Antichrist

 Avant de donner un avis sur ce film, j’ai besoin de le revoir, même si je l’ai visionné hier soir 🙂 .

Juste quelques obversations :
1) défintivement, Von Trier et Cassavetes même combat. Par contre, si Von Trier ne fait aucune concession sur ces personnages, Cassavetes a un côté beaucoup plus sensible et plus humain qui justifie la différence de traitement visuel.

2) Von Trier utilise le même procédé narratif que pour Breaking the Waves, une narration à chapitre avec un prologue et un épilogue.

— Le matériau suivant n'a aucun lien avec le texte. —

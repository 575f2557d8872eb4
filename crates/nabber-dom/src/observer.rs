//! Mutation Observers
//!
//! Registry of `MutationObserver`s owned by the tree. Tree operations queue
//! [`MutationRecord`]s for every observer interested in the mutated node;
//! observers pull them with [`DomTree::take_records`](crate::DomTree::take_records),
//! the equivalent of the callback running at the next microtask checkpoint.

use crate::NodeId;

/// Handle to a registered observer
#[derive(Debug, Clone, Copy, PartialEq, Eq, Hash)]
pub struct ObserverId(pub(crate) u32);

/// Mutation type
#[derive(Debug, Clone, Copy, PartialEq, Eq)]
pub enum MutationType {
    Attributes,
    ChildList,
}

/// Mutation observer options
#[derive(Debug, Clone, Default)]
pub struct MutationObserverInit {
    pub child_list: bool,
    pub attributes: bool,
    pub subtree: bool,
    pub attribute_filter: Option<Vec<String>>,
}

impl MutationObserverInit {
    /// `{ childList: true, subtree: true }`
    pub fn child_list_subtree() -> Self {
        Self {
            child_list: true,
            subtree: true,
            ..Default::default()
        }
    }

    fn wants(&self, record: &MutationRecord) -> bool {
        match record.mutation_type {
            MutationType::ChildList => self.child_list,
            MutationType::Attributes => {
                self.attributes
                    && match (&self.attribute_filter, &record.attribute_name) {
                        (Some(filter), Some(name)) => filter.iter().any(|f| f == name),
                        _ => true,
                    }
            }
        }
    }
}

/// Mutation record
#[derive(Debug, Clone, PartialEq)]
pub struct MutationRecord {
    pub mutation_type: MutationType,
    pub target: NodeId,
    pub added_nodes: Vec<NodeId>,
    pub removed_nodes: Vec<NodeId>,
    pub previous_sibling: Option<NodeId>,
    pub next_sibling: Option<NodeId>,
    pub attribute_name: Option<String>,
    pub old_value: Option<String>,
}

impl MutationRecord {
    pub fn child_list(
        target: NodeId,
        added: Vec<NodeId>,
        removed: Vec<NodeId>,
        previous_sibling: Option<NodeId>,
        next_sibling: Option<NodeId>,
    ) -> Self {
        Self {
            mutation_type: MutationType::ChildList,
            target,
            added_nodes: added,
            removed_nodes: removed,
            previous_sibling,
            next_sibling,
            attribute_name: None,
            old_value: None,
        }
    }

    pub fn attribute(target: NodeId, name: &str, old_value: Option<String>) -> Self {
        Self {
            mutation_type: MutationType::Attributes,
            target,
            added_nodes: Vec::new(),
            removed_nodes: Vec::new(),
            previous_sibling: None,
            next_sibling: None,
            attribute_name: Some(name.to_string()),
            old_value,
        }
    }
}

#[derive(Debug)]
struct MutationObserver {
    id: ObserverId,
    observations: Vec<(NodeId, MutationObserverInit)>,
    records: Vec<MutationRecord>,
}

/// All observers registered on a tree
#[derive(Debug, Default)]
pub(crate) struct ObserverRegistry {
    observers: Vec<MutationObserver>,
    next_id: u32,
}

impl ObserverRegistry {
    pub(crate) fn observe(&mut self, target: NodeId, options: MutationObserverInit) -> ObserverId {
        let id = ObserverId(self.next_id);
        self.next_id += 1;
        self.observers.push(MutationObserver {
            id,
            observations: vec![(target, options)],
            records: Vec::new(),
        });
        id
    }

    pub(crate) fn disconnect(&mut self, id: ObserverId) -> bool {
        let before = self.observers.len();
        self.observers.retain(|o| o.id != id);
        before != self.observers.len()
    }

    pub(crate) fn take_records(&mut self, id: ObserverId) -> Vec<MutationRecord> {
        self.observers
            .iter_mut()
            .find(|o| o.id == id)
            .map(|o| std::mem::take(&mut o.records))
            .unwrap_or_default()
    }

    pub(crate) fn is_empty(&self) -> bool {
        self.observers.is_empty()
    }

    pub(crate) fn len(&self) -> usize {
        self.observers.len()
    }

    /// Queue `record` on every observer with a matching observation.
    /// `is_inclusive_ancestor(a, b)` answers whether `a` is `b` or contains it.
    pub(crate) fn queue(
        &mut self,
        record: MutationRecord,
        is_inclusive_ancestor: impl Fn(NodeId, NodeId) -> bool,
    ) {
        for observer in &mut self.observers {
            let interested = observer.observations.iter().any(|(target, options)| {
                options.wants(&record)
                    && (*target == record.target
                        || (options.subtree && is_inclusive_ancestor(*target, record.target)))
            });
            if interested {
                observer.records.push(record.clone());
            }
        }
    }
}

#[cfg(test)]
mod tests {
    use super::*;

    #[test]
    fn test_queue_respects_target_and_type() {
        let mut registry = ObserverRegistry::default();
        let id = registry.observe(NodeId(1), MutationObserverInit {
            child_list: true,
            ..Default::default()
        });

        // Not subtree: a mutation on a descendant is ignored
        registry.queue(MutationRecord::child_list(NodeId(2), vec![NodeId(3)], vec![], None, None), |_, _| true);
        // Attribute records are not wanted
        registry.queue(MutationRecord::attribute(NodeId(1), "class", None), |_, _| true);
        registry.queue(MutationRecord::child_list(NodeId(1), vec![NodeId(4)], vec![], None, None), |_, _| true);

        let records = registry.take_records(id);
        assert_eq!(records.len(), 1);
        assert_eq!(records[0].added_nodes, vec![NodeId(4)]);
        assert!(registry.take_records(id).is_empty());
    }

    #[test]
    fn test_attribute_filter() {
        let mut registry = ObserverRegistry::default();
        let id = registry.observe(NodeId(1), MutationObserverInit {
            attributes: true,
            attribute_filter: Some(vec!["style".to_string()]),
            ..Default::default()
        });

        registry.queue(MutationRecord::attribute(NodeId(1), "class", None), |_, _| false);
        registry.queue(MutationRecord::attribute(NodeId(1), "style", None), |_, _| false);

        let records = registry.take_records(id);
        assert_eq!(records.len(), 1);
        assert_eq!(records[0].attribute_name.as_deref(), Some("style"));
    }

    #[test]
    fn test_disconnect_is_idempotent() {
        let mut registry = ObserverRegistry::default();
        let id = registry.observe(NodeId(0), MutationObserverInit::child_list_subtree());
        assert!(registry.disconnect(id));
        assert!(!registry.disconnect(id));
        assert!(registry.is_empty());
        assert!(registry.take_records(id).is_empty());
    }
}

3) Je vais un peu m’attarder sur ce prologue magnifique, tragique puisqu’un enfant se défenestre pendant que ces parents font l’amour. En noir et blanc, au ralenti.
La musique choisie par Van Trier est le morceau Lascia chio pianga d’Haëndel. Je ne sais pas s’il faut y voir un rapport mais ce morceau est aussi le morceau phare du film de Gérard Corbiau, Farinelli. La scène où il est interprêté correspond à la castration de Carlo Broschi, on voit l’enfant déposé par son frère dans un bain de lait et du sang qui s’y répand. Dans Antichrist, Willem Defoe éjacule du sang, rapport à la castration ou allégorie de la mort ?

4) Je dois dire que même avec du recul, j’ai du mal à savoir quel est le véritable thème du film : un film gore, un film esthétique, un film allégorique, la folie de la femme, la douleur d’une mère ayant perdu son enfant, la torture psychologique, la difficulté de la femme de se trouver dans le double rôle de mère et de femme, la difficulté à assumer sa féminité, une femme angoissée qui décide de tuer son enfant et ce qui l’a engendré (couple et elle-même), le mal s’immiscant dans la pureté  ? En tout cas, j’y vois plus une interrogation de Lars Van Trier qu’un acte fini ou un jugement.